Thursday, October 16, 2008
I had a Tonic Ball meeting (November 21, mark your calender) at the Northside Newsstand. I moved up to the counter to enjoy some delicious tomato and artichoke soup and conversation with one of those bad boys, the kind your friends tell you to stay away from. You know the type; long beard, leather jacket, no discernible source of income, hoop earrings, keeps a protective eye on you in the bars late at night and has a motorcycle parked out front....
Anyway, I snapped out of it, finished the conversation about early 1980s punk rock bands and headed home. When I fished my keys out of my purse I checked my iPhone.
Three missed calls and a text message from Tammy.

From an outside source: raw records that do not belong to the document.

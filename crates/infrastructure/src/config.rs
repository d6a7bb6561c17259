//! Application configuration
//!
//! Sources, lowest precedence first: built-in defaults, an optional
//! `route-planner.toml` in the working directory (or an explicit file),
//! `ROUTE_PLANNER__SECTION__KEY` environment variables, and finally
//! `GRAPHHOPPER_API_KEY` for the one credential the planner needs.

use std::fmt;
use std::path::Path;

use application::PlannerSettings;
use integration_graphhopper::GraphHopperConfig;
use integration_nominatim::NominatimConfig;
use secrecy::{ExposeSecret, SecretString};
use serde::{Deserialize, Serialize};

/// Base name of the optional configuration file
pub const CONFIG_FILE_NAME: &str = "route-planner";

/// Prefix of configuration environment variables
pub const ENV_PREFIX: &str = "ROUTE_PLANNER";

/// Shortcut variable for the GraphHopper key
pub const API_KEY_ENV: &str = "GRAPHHOPPER_API_KEY";

/// Main application configuration
#[derive(Debug, Clone, Default, Serialize, Deserialize)]
pub struct AppConfig {
    /// Geocoding and routing service
    #[serde(default)]
    pub graphhopper: GraphHopperAppConfig,

    /// Places search service
    #[serde(default)]
    pub nominatim: NominatimConfig,

    /// Planner behaviour
    #[serde(default)]
    pub planner: PlannerConfig,
}

impl AppConfig {
    /// Load configuration, reading `path` instead of the default file
    ///
    /// An explicit path must exist; the default file is optional.
    pub fn load_from(path: Option<&Path>) -> Result<Self, config::ConfigError> {
        let file = match path {
            Some(path) => config::File::from(path).required(true),
            None => config::File::with_name(CONFIG_FILE_NAME).required(false),
        };

        let builder = config::Config::builder()
            .add_source(file)
            // e.g. ROUTE_PLANNER__NOMINATIM__RADIUS_KM=5
            .add_source(
                config::Environment::with_prefix(ENV_PREFIX)
                    .separator("__")
                    .try_parsing(true),
            )
            .set_override_option("graphhopper.api_key", std::env::var(API_KEY_ENV).ok())?;

        builder.build()?.try_deserialize()
    }

    /// Validate all sections
    ///
    /// # Errors
    ///
    /// Returns the first problem found, prefixed with its section name.
    pub fn validate(&self) -> Result<(), String> {
        self.graphhopper
            .to_client_config()
            .validate()
            .map_err(|e| format!("graphhopper: {e}"))?;
        self.nominatim
            .validate()
            .map_err(|e| format!("nominatim: {e}"))?;
        self.planner.validate().map_err(|e| format!("planner: {e}"))
    }
}

/// GraphHopper configuration as read from file and environment
#[derive(Clone, Serialize, Deserialize)]
pub struct GraphHopperAppConfig {
    /// Base URL of the GraphHopper API
    #[serde(default = "default_graphhopper_base_url")]
    pub base_url: String,

    /// API key (sensitive - uses `SecretString`)
    #[serde(skip_serializing, default = "empty_secret")]
    pub api_key: SecretString,

    /// Request timeout in seconds
    #[serde(default = "default_timeout_secs")]
    pub timeout_secs: u64,

    /// Language for display names and instructions
    #[serde(default = "default_locale")]
    pub locale: String,
}

fn default_graphhopper_base_url() -> String {
    GraphHopperConfig::default().base_url
}

fn empty_secret() -> SecretString {
    SecretString::from(String::new())
}

const fn default_timeout_secs() -> u64 {
    10
}

fn default_locale() -> String {
    GraphHopperConfig::default().locale
}

impl Default for GraphHopperAppConfig {
    fn default() -> Self {
        Self {
            base_url: default_graphhopper_base_url(),
            api_key: empty_secret(),
            timeout_secs: default_timeout_secs(),
            locale: default_locale(),
        }
    }
}

impl fmt::Debug for GraphHopperAppConfig {
    fn fmt(&self, f: &mut fmt::Formatter<'_>) -> fmt::Result {
        f.debug_struct("GraphHopperAppConfig")
            .field("base_url", &self.base_url)
            .field("api_key", &"[REDACTED]")
            .field("timeout_secs", &self.timeout_secs)
            .field("locale", &self.locale)
            .finish()
    }
}

impl GraphHopperAppConfig {
    /// Configuration with a placeholder key for tests
    #[must_use]
    pub fn for_testing() -> Self {
        Self {
            api_key: SecretString::from("test-key".to_string()),
            timeout_secs: 5,
            ..Self::default()
        }
    }

    /// Convert into the client configuration
    #[must_use]
    pub fn to_client_config(&self) -> GraphHopperConfig {
        GraphHopperConfig {
            base_url: self.base_url.clone(),
            api_key: self.api_key.expose_secret().to_string(),
            timeout_secs: self.timeout_secs,
            locale: self.locale.clone(),
        }
    }
}

/// Planner configuration
#[derive(Debug, Clone, Copy, Serialize, Deserialize)]
pub struct PlannerConfig {
    /// Candidates requested per autocomplete lookup
    #[serde(default = "default_suggestion_limit")]
    pub suggestion_limit: u8,

    /// Places search radius; unset uses `nominatim.radius_km`
    #[serde(default)]
    pub places_radius_km: Option<f64>,
}

const fn default_suggestion_limit() -> u8 {
    5
}

impl Default for PlannerConfig {
    fn default() -> Self {
        Self {
            suggestion_limit: default_suggestion_limit(),
            places_radius_km: None,
        }
    }
}

impl PlannerConfig {
    /// Configuration for tests
    #[must_use]
    pub const fn for_testing() -> Self {
        Self {
            suggestion_limit: 3,
            places_radius_km: Some(1.0),
        }
    }

    /// Validate the configuration
    ///
    /// # Errors
    ///
    /// Returns an error if the configuration is invalid.
    pub fn validate(&self) -> Result<(), String> {
        if self.suggestion_limit == 0 {
            return Err("suggestion_limit must be greater than 0".to_string());
        }

        if let Some(radius) = self.places_radius_km
            && (radius.is_nan() || radius <= 0.0)
        {
            return Err("places_radius_km must be greater than 0".to_string());
        }

        Ok(())
    }

    /// Settings handed to the planner service
    #[must_use]
    pub const fn to_settings(&self) -> PlannerSettings {
        PlannerSettings {
            suggestion_limit: self.suggestion_limit,
            places_radius_km: self.places_radius_km,
        }
    }
}
//! Logging setup
//!
//! Structured logs go to stderr so command output on stdout stays clean.

use tracing_subscriber::util::TryInitError;
use tracing_subscriber::{EnvFilter, layer::SubscriberExt, util::SubscriberInitExt};

/// Determine log filter level from verbosity count
pub const fn log_filter_from_verbosity(verbose: u8) -> &'static str {
    match verbose {
        0 => "warn",
        1 => "info",
        2 => "debug",
        _ => "trace",
    }
}

/// Build the filter; a non-empty `RUST_LOG` wins over the verbosity count
fn build_filter(verbose: u8) -> EnvFilter {
    match std::env::var(EnvFilter::DEFAULT_ENV) {
        Ok(directives) if !directives.trim().is_empty() => EnvFilter::try_new(&directives)
            .unwrap_or_else(|_| EnvFilter::new(log_filter_from_verbosity(verbose))),
        _ => EnvFilter::new(log_filter_from_verbosity(verbose)),
    }
}

/// Install the global subscriber
///
/// # Errors
///
/// Fails if a global subscriber is already installed.
pub fn init_tracing(verbose: u8) -> Result<(), TryInitError> {
    tracing_subscriber::registry()
        .with(build_filter(verbose))
        .with(tracing_subscriber::fmt::layer().with_writer(std::io::stderr))
        .try_init()
}
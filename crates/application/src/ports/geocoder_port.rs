//! Geocoding service port

use async_trait::async_trait;
use domain::ResolvedLocation;
#[cfg(test)]
use mockall::automock;

use crate::error::ApplicationError;

/// Port for resolving place names to coordinates
#[cfg_attr(test, automock)]
#[async_trait]
pub trait GeocoderPort: Send + Sync {
    /// Resolve a submitted place name; short queries yield an empty list
    async fn resolve(
        &self,
        query: &str,
        limit: u8,
    ) -> Result<Vec<ResolvedLocation>, ApplicationError>;

    /// Autocomplete candidates; queries under three characters yield an empty list
    async fn suggest(
        &self,
        query: &str,
        limit: u8,
    ) -> Result<Vec<ResolvedLocation>, ApplicationError>;
}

The Tammy who is pregnant with twins. The Tammy who asked me to be with her for the birth. The Tammy who is counting on my to get her to the hospital. The Tammy who is due in the beginning of December, seven weeks away. The Tammy who told me that twins usually come early, probably around Thanksgiving (I was convinced that it would be Tonic Ball day).
The Tammy who's water had just broken. The Tammy who was driving herself to the hospital because she couldn't reach me. That Tammy.
I raced home and did my best bumbling sitcom father routine. I tripped flying in to the house, shucking off my dress as I went. I pulled on jeans and a top. I fed the cat, grabbed my tooth brush, a book, a big cozy scarf, my camera and my computer and raced out the door. I saw that I'd missed another call from Tammy - could I please print out the phone list she'd mailed everyone last week? I raced back in to the house walked in circles, raced back out to get the computer and back in to print the list. As I was locking the door I looked down to see that I'd put my top on inside out. I whipped my top off walking down the driveway and juggling my computer and turned it right side out. I stopped at the Red Key to cash a check- I don't know what I thought I'd need money for, but you never know.
By the time I got to the hospital they'd given Tammy a shot of steroids to help mature the babies lungs. The doctor on-call came to check her. As it turned out she lived right down the street from Tammy and just a few blocks from me. We joked that we could have all stayed in the neighborhood. They moved her to a room and started an I.V. designed to stop labor.
Within an hour Tammy's contractions were two minutes apart. Apparently there was a queue for the Delivery OR. In the meantime the neonatal pediatrician came in a told Tammy all kinds of scary things about premature babies. Tammy did a great job, but I wanted to scream "Dude! The train has left the station. Can't we just cross that bridge when we come to it?"
I finally asked Tammy if she'd decided what to name the babies. Our group of friends have been calling them Corn Dog and Tatar Tot, but I assumed that was not her final decision.
They whisked Tammy to the OR and gave me a bundle of paper-ish clothes to put on while they got Tammy ready. I used the time wisely, zipped on the white jumpsuit, put on the cap and mask and took selftimed photos of me trying to do my best Elvis sneer. By the time I was allowed in the room the drape was already up and I was given instructions not to look and to let the anesthesiologist know if I started feeling woozy. Ummm, okay.
The room was full. A team of doctors for each baby and the team doing whatever they were doing to Tammy (I didn't peek, not at first anyway). She was a champ! I'm good in crisis situations, but I'm not so good at the comforting stuff. I was saying helpful things like, "hey the anesthesiologist is wearing a Purdue cap, you know he's got to be smart" and "wow, who thought the day would end like this?" and "if you hurry, we can make last call at the Red Key." I think it was soon apparent to the doctors and nurses that the twins did not have two mommies.
Baby Boy (5.4) was born at 11:46 and Baby Girl (5.3) at 11:47. I decided that the best sound in the world must be hearing a baby cry for the first time. They let me step around the curtain and peek at the babies and snap a few photos.
Evan and Katherine are beautiful, just beautiful. And I was honored to be there for the first minutes of thier lives.